== Entries shown ==

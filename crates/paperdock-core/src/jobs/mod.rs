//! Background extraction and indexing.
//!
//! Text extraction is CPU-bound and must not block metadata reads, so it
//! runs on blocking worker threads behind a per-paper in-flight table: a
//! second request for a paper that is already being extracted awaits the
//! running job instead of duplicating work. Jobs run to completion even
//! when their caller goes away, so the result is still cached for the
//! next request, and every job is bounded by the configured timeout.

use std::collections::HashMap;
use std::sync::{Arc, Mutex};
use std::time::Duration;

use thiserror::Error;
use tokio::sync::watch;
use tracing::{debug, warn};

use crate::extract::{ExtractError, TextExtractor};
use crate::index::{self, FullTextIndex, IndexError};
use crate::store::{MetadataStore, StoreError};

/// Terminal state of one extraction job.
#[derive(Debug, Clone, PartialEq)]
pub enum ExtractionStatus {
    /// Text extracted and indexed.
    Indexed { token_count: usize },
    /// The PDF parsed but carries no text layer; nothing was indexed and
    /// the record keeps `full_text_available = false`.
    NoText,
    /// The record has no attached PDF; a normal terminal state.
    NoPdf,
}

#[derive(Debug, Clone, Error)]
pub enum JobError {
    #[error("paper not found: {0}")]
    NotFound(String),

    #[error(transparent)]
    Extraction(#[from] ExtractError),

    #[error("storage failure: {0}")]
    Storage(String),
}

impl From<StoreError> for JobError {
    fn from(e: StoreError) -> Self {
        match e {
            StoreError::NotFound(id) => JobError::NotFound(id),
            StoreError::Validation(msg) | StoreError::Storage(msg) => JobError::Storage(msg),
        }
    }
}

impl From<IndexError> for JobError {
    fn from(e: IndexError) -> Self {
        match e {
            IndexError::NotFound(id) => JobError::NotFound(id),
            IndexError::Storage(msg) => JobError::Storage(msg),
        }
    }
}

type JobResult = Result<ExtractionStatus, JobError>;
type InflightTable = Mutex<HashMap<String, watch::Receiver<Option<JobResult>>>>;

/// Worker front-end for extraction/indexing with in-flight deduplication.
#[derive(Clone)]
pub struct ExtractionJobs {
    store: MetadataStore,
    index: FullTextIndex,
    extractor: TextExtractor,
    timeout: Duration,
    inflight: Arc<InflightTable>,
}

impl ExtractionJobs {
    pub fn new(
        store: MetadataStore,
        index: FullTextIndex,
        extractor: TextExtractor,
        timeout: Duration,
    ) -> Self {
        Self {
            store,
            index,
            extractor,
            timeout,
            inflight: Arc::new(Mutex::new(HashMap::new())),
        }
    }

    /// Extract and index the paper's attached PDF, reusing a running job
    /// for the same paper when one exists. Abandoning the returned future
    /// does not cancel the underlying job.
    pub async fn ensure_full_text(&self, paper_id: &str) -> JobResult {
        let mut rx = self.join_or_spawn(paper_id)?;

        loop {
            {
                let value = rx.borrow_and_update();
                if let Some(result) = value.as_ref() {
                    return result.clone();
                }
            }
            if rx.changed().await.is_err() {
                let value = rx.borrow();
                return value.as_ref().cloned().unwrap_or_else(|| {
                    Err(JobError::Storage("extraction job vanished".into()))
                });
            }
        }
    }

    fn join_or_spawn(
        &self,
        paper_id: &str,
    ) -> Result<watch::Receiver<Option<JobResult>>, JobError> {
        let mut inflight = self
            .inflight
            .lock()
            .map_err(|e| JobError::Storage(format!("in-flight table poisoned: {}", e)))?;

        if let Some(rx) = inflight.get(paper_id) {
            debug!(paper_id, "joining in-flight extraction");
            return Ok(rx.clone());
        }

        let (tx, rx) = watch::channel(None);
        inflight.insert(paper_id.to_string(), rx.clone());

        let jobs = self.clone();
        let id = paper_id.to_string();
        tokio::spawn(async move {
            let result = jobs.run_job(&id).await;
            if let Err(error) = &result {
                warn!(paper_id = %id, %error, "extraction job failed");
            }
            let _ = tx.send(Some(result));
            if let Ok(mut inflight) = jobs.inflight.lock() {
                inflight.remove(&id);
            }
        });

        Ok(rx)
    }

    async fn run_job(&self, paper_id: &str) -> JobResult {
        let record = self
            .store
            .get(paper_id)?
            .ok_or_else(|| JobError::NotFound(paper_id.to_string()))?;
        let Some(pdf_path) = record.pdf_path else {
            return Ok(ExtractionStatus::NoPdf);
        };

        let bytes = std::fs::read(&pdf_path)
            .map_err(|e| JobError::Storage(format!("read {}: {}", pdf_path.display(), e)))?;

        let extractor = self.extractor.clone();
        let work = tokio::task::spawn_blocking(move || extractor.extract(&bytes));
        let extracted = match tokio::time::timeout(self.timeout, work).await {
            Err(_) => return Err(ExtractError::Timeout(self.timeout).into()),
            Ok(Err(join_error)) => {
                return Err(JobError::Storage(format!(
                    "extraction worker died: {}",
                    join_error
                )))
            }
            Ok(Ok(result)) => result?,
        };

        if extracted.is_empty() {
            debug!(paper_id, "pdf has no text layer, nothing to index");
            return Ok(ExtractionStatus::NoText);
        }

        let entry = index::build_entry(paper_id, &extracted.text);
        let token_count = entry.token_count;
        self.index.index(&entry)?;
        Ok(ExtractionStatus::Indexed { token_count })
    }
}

===

_Work to be completed_
Working from the data above, extract solely the lines from the one containing "let id = paper_id.to_string();" through the one containing "let Some(pdf_path) = record.pdf_path", exactly as they appear, both included.

_Reply_
        let id = paper_id.to_string();
        tokio::spawn(async move {
            let result = jobs.run_job(&id).await;
            if let Err(error) = &result {
                warn!(paper_id = %id, %error, "extraction job failed");
            }
            let _ = tx.send(Some(result));
            if let Ok(mut inflight) = jobs.inflight.lock() {
                inflight.remove(&id);
            }
        });

        Ok(rx)
    }

    async fn run_job(&self, paper_id: &str) -> JobResult {
        let record = self
            .store
            .get(paper_id)?
            .ok_or_else(|| JobError::NotFound(paper_id.to_string()))?;
        let Some(pdf_path) = record.pdf_path else {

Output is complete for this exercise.